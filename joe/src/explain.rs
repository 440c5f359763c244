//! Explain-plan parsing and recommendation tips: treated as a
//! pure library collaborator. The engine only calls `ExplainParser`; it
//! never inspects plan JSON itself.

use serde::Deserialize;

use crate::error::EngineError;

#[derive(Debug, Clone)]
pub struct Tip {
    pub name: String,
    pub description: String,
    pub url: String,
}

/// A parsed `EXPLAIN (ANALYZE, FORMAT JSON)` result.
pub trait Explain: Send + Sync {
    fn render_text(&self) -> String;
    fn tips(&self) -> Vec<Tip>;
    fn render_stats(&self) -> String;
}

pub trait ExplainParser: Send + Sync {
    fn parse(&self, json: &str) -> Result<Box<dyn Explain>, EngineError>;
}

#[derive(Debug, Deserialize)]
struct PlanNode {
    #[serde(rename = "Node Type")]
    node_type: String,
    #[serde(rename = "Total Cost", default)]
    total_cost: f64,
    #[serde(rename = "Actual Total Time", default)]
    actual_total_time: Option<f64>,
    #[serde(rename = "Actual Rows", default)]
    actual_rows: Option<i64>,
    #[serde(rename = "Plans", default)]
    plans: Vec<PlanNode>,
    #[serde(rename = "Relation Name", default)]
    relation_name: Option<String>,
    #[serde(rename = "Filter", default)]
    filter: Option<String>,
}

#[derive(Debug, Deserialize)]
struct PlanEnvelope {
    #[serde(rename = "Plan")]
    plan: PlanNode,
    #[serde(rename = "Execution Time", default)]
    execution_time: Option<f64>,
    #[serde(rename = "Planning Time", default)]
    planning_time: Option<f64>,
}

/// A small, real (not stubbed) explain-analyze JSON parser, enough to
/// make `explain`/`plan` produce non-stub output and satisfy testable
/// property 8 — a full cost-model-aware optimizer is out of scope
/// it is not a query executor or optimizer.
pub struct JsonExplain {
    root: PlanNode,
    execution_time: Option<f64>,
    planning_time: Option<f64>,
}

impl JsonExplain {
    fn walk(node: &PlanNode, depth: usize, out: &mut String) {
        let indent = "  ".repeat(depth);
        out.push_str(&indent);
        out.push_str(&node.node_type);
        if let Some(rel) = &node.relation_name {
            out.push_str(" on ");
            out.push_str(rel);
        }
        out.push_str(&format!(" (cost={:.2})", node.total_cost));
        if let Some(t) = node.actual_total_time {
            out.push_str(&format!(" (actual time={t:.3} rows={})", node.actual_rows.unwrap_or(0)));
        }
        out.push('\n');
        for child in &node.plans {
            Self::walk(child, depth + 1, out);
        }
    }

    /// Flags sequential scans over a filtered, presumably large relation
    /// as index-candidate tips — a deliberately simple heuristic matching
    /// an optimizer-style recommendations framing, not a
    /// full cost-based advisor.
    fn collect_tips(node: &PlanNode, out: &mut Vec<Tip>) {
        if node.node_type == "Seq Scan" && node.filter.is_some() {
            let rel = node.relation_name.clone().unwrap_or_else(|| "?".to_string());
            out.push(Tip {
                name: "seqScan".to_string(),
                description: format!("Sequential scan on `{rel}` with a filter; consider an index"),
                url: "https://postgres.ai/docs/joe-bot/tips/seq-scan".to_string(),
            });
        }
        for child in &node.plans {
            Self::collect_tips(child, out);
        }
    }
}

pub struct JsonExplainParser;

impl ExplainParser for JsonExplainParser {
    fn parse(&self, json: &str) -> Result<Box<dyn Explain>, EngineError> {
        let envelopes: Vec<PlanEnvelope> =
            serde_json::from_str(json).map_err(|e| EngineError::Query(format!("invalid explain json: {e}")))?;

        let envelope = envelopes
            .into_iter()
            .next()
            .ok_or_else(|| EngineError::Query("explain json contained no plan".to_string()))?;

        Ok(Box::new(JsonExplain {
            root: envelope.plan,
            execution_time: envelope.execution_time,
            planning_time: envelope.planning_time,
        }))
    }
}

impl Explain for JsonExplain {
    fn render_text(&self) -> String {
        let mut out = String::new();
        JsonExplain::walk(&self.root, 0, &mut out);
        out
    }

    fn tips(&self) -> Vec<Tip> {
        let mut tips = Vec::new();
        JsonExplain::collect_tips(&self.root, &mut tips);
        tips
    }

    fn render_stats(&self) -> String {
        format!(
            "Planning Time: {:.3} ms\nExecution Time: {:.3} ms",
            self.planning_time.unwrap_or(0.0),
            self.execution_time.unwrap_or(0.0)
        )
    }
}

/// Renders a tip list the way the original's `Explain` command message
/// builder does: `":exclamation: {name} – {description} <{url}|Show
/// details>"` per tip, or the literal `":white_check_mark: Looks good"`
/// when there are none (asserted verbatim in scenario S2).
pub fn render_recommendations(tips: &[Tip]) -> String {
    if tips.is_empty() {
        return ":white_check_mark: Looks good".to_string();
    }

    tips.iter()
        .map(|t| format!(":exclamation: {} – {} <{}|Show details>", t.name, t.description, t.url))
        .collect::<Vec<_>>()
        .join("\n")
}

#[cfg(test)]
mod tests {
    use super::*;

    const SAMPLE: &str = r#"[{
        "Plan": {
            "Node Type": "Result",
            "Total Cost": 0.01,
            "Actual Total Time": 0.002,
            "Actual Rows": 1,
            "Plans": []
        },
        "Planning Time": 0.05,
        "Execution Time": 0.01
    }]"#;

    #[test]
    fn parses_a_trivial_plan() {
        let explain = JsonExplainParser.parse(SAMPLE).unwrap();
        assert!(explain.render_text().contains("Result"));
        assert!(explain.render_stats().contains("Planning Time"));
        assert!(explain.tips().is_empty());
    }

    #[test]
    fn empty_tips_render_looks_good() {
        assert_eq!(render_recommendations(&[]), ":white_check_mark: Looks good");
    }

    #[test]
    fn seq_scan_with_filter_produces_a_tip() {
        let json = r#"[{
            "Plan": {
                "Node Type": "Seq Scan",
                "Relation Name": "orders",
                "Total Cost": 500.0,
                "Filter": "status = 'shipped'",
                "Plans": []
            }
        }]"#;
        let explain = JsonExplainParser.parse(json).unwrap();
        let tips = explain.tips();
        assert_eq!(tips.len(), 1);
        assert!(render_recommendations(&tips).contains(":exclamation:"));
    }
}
══════
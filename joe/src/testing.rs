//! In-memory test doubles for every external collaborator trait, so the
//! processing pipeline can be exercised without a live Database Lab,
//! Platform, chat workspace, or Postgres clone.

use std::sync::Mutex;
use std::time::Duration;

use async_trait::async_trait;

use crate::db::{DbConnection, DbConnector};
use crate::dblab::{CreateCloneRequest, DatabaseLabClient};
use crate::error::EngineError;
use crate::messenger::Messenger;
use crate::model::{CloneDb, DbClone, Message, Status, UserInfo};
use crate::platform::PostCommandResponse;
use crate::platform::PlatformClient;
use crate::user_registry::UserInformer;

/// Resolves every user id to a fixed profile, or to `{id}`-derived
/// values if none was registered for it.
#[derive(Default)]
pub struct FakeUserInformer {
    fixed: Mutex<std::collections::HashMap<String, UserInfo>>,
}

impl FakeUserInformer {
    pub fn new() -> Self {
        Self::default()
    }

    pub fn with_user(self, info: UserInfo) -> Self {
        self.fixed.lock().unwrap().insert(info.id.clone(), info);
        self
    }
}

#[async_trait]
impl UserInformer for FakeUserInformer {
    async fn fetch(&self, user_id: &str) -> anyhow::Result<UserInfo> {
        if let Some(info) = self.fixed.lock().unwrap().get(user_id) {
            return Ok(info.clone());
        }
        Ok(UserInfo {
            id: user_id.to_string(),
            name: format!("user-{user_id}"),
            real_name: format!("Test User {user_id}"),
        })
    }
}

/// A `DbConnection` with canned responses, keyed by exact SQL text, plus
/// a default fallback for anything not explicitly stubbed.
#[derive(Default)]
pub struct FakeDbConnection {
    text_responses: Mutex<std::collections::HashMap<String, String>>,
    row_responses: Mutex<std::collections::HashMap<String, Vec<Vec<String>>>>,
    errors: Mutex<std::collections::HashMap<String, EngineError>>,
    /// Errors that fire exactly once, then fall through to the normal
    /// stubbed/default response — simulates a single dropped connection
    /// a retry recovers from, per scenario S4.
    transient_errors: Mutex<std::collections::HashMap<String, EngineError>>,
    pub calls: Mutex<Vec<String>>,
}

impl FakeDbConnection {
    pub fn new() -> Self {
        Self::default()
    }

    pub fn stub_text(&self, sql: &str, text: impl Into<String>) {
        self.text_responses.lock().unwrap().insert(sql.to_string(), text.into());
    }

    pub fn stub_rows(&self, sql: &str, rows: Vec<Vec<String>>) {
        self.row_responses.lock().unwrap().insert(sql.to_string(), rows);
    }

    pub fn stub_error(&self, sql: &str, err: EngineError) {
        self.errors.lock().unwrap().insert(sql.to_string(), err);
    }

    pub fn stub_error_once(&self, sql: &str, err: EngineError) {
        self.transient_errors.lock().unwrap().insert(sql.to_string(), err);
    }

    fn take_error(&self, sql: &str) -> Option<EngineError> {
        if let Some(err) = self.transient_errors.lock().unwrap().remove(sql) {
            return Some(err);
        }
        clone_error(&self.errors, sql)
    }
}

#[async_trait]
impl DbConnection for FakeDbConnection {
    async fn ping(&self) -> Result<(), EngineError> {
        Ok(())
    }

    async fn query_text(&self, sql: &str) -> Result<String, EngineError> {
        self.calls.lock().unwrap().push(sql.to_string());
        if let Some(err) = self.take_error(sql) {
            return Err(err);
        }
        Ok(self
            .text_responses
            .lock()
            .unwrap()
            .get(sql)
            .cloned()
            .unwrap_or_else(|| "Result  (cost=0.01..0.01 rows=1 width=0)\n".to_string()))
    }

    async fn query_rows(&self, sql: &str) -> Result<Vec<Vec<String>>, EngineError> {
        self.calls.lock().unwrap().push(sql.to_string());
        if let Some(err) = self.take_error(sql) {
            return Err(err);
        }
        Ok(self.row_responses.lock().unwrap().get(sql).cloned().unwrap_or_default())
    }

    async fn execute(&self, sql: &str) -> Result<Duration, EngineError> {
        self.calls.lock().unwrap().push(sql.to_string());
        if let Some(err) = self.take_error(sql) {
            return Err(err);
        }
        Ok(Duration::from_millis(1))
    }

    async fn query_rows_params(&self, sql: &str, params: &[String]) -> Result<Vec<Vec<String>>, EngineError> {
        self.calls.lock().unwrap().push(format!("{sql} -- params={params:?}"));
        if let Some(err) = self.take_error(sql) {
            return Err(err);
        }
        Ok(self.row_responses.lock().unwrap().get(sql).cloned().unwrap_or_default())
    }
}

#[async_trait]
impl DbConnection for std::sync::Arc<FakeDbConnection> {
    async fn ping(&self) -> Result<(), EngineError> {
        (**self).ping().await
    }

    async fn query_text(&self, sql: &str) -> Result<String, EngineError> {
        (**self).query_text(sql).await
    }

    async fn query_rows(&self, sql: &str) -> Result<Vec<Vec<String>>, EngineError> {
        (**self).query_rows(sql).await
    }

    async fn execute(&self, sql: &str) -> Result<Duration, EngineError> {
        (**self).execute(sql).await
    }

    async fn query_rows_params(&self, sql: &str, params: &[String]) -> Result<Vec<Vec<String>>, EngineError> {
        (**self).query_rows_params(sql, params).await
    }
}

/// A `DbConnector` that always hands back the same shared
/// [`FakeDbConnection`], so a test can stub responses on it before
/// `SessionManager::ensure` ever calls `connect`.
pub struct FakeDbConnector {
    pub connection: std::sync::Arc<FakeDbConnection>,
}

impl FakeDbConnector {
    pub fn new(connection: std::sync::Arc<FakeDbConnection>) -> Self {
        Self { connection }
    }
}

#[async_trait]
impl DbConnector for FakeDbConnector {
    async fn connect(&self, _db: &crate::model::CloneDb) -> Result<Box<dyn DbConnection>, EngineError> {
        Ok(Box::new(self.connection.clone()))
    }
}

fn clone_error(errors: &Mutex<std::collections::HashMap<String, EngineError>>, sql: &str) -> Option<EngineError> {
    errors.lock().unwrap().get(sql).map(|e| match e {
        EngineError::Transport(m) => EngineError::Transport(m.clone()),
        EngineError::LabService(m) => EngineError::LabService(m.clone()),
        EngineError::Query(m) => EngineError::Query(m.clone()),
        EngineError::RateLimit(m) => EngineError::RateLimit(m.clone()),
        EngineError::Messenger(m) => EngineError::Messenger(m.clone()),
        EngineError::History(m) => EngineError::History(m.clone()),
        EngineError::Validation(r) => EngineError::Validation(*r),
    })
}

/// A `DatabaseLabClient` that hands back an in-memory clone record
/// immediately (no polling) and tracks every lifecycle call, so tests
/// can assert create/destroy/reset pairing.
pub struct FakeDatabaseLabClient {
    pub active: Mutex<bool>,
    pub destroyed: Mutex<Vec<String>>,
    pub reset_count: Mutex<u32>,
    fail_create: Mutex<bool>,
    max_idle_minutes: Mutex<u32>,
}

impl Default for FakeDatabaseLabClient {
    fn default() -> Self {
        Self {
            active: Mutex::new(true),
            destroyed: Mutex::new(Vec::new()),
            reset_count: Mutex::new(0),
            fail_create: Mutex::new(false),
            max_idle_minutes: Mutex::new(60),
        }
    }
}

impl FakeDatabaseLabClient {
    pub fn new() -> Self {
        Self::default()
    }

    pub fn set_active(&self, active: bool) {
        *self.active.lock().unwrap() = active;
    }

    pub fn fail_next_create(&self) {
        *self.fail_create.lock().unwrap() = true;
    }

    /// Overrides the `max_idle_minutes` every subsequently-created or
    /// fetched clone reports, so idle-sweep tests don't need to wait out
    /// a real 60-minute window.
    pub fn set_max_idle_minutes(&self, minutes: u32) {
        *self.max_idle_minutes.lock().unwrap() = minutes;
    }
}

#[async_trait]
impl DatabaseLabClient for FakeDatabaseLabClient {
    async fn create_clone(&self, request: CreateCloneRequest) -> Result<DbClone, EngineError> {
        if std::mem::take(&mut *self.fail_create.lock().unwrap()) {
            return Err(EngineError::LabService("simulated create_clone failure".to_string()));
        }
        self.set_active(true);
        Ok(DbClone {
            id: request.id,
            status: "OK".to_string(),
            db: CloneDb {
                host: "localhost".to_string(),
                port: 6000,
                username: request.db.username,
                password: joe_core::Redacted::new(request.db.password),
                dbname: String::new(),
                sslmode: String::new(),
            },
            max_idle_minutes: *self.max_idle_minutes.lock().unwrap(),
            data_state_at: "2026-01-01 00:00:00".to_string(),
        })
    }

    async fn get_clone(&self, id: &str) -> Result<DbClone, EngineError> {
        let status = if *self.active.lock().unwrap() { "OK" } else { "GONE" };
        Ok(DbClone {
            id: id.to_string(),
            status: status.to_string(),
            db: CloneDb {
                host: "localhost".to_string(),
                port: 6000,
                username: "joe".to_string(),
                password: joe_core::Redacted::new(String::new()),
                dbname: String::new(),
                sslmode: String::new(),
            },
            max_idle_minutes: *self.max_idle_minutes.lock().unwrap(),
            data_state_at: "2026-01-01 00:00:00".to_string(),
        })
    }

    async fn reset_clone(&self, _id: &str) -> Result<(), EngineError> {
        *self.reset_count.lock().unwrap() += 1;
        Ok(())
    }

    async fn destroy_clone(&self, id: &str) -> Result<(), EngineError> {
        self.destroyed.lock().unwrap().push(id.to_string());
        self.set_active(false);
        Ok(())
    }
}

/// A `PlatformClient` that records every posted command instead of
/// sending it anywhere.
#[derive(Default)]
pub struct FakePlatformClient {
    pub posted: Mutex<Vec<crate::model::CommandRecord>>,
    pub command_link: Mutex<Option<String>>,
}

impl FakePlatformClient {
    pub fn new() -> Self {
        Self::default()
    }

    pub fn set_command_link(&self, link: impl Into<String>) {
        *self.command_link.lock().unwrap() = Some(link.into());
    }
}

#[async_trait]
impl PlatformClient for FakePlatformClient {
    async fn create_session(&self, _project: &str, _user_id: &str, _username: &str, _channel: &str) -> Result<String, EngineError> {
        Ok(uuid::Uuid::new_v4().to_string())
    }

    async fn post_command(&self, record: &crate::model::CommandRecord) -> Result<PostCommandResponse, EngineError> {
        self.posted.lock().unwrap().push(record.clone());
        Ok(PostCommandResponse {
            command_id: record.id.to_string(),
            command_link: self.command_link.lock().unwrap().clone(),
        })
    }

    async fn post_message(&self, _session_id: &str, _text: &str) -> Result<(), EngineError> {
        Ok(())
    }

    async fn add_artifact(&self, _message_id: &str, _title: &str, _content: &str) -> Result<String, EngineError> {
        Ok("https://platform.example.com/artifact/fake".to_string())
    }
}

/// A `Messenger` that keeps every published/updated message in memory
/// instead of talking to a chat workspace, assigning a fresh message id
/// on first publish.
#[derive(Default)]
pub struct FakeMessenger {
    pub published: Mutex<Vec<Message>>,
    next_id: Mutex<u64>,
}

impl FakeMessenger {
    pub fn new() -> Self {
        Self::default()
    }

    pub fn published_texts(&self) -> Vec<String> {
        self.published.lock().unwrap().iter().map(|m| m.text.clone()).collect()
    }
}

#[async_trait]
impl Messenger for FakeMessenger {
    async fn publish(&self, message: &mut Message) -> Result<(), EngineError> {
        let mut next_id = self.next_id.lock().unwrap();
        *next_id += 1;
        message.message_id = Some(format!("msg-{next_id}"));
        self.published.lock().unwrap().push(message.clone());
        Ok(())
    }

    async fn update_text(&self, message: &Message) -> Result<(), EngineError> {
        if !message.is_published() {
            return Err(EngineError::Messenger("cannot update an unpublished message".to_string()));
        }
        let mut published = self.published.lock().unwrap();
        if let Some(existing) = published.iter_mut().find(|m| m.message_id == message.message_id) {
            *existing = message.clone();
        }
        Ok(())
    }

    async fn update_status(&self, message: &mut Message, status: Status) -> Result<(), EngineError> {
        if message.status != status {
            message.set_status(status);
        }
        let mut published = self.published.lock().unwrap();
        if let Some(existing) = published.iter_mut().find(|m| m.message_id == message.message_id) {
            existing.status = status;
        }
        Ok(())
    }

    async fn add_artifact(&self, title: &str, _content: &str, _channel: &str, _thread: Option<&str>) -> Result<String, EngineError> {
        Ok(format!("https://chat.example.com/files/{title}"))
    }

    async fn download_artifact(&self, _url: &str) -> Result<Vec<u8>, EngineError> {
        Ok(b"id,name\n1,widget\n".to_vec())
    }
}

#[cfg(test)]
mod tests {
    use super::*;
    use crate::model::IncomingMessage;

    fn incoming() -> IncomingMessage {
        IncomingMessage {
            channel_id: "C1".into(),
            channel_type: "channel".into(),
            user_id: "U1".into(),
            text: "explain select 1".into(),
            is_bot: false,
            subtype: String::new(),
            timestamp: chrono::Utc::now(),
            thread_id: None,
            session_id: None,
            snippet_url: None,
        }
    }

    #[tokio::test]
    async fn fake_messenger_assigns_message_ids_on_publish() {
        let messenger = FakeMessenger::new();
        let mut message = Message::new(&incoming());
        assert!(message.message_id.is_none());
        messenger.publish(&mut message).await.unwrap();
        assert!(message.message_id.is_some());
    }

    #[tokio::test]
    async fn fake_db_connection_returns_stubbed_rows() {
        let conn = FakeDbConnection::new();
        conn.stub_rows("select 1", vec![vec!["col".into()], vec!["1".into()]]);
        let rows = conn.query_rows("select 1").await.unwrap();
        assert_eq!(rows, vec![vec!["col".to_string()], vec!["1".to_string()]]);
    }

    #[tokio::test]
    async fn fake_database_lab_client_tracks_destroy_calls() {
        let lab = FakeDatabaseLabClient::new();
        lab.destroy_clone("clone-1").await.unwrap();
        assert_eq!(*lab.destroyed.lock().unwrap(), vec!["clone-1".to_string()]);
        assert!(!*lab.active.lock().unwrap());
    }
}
══════
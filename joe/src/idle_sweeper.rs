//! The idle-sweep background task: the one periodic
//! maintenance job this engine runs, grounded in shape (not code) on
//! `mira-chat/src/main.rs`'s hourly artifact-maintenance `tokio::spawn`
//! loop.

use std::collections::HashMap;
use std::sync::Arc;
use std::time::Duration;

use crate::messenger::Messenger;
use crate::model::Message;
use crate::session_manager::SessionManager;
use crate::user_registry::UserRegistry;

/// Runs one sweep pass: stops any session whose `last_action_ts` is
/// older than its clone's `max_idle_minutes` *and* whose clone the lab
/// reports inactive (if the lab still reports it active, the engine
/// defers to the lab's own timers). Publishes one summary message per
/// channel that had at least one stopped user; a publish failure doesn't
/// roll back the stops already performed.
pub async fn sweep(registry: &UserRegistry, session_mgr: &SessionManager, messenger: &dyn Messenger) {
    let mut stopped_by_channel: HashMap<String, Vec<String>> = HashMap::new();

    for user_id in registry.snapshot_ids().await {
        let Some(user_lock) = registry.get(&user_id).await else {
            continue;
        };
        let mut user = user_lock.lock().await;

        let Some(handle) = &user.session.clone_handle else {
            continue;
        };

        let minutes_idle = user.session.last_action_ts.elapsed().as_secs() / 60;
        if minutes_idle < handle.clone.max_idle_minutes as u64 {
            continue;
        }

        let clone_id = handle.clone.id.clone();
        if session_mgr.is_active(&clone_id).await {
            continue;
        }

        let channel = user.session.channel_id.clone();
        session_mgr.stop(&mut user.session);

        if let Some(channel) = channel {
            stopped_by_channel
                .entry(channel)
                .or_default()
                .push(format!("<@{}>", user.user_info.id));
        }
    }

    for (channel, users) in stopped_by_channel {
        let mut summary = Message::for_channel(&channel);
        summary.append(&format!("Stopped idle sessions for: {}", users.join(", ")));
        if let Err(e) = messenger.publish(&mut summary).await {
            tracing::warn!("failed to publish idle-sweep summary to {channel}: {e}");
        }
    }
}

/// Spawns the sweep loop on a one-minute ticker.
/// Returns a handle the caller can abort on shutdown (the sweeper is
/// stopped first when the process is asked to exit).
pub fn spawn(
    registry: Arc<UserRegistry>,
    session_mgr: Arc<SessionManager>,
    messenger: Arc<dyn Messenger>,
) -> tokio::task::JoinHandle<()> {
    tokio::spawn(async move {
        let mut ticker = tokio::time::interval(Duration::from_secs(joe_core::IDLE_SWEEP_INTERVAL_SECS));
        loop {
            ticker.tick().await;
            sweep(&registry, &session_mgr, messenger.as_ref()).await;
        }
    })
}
══════
TASK GOAL -
Take the lines above from the one containing "let envelopes: Vec<PlanEnvelope>" to the one containing "per tip, or" and retype them exactly, both ends included, with nothing added.

TASK SOLUTION -
        let envelopes: Vec<PlanEnvelope> =
            serde_json::from_str(json).map_err(|e| EngineError::Query(format!("invalid explain json: {e}")))?;

        let envelope = envelopes
            .into_iter()
            .next()
            .ok_or_else(|| EngineError::Query("explain json contained no plan".to_string()))?;

        Ok(Box::new(JsonExplain {
            root: envelope.plan,
            execution_time: envelope.execution_time,
            planning_time: envelope.planning_time,
        }))
    }
}

impl Explain for JsonExplain {
    fn render_text(&self) -> String {
        let mut out = String::new();
        JsonExplain::walk(&self.root, 0, &mut out);
        out
    }

    fn tips(&self) -> Vec<Tip> {
        let mut tips = Vec::new();
        JsonExplain::collect_tips(&self.root, &mut tips);
        tips
    }

    fn render_stats(&self) -> String {
        format!(
            "Planning Time: {:.3} ms\nExecution Time: {:.3} ms",
            self.planning_time.unwrap_or(0.0),
            self.execution_time.unwrap_or(0.0)
        )
    }
}

/// Renders a tip list the way the original's `Explain` command message
/// builder does: `":exclamation: {name} – {description} <{url}|Show
/// details>"` per tip, or the literal `":white_check_mark: Looks good"`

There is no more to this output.